THE DATA Start Marker
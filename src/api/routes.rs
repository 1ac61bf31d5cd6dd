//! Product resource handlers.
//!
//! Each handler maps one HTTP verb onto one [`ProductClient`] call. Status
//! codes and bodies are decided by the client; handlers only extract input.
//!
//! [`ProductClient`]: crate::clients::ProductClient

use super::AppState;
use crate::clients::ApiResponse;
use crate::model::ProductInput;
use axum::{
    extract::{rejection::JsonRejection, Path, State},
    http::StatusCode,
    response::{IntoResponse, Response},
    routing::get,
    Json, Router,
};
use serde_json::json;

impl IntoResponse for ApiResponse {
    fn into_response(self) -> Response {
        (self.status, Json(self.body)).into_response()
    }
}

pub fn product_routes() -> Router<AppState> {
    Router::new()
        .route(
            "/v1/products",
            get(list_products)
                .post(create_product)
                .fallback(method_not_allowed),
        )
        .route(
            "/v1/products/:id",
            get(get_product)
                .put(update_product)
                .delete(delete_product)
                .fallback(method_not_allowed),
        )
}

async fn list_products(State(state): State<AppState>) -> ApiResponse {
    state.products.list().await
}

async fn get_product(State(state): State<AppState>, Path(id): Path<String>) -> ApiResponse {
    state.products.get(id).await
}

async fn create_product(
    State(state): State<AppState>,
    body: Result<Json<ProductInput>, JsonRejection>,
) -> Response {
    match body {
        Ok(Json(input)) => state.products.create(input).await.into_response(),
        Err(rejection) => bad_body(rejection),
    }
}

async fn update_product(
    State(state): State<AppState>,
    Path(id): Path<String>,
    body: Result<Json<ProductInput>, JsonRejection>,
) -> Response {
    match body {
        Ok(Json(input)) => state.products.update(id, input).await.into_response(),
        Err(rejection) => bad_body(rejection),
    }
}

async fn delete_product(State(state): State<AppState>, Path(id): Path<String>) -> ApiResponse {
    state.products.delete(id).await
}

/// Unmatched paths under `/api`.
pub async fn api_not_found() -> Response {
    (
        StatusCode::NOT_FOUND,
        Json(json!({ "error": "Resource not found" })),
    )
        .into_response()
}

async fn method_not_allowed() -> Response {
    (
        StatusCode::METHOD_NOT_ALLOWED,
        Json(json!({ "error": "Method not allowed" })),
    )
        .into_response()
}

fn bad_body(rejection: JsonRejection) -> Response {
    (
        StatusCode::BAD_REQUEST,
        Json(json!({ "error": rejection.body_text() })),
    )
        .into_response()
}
THE DATA End Marker
▶ _WHAT THIS TASK INVOLVES_: In the entries above, count each line with "Router"; reply with the total only.

▶ _RESULT FOR THIS TASK_: 3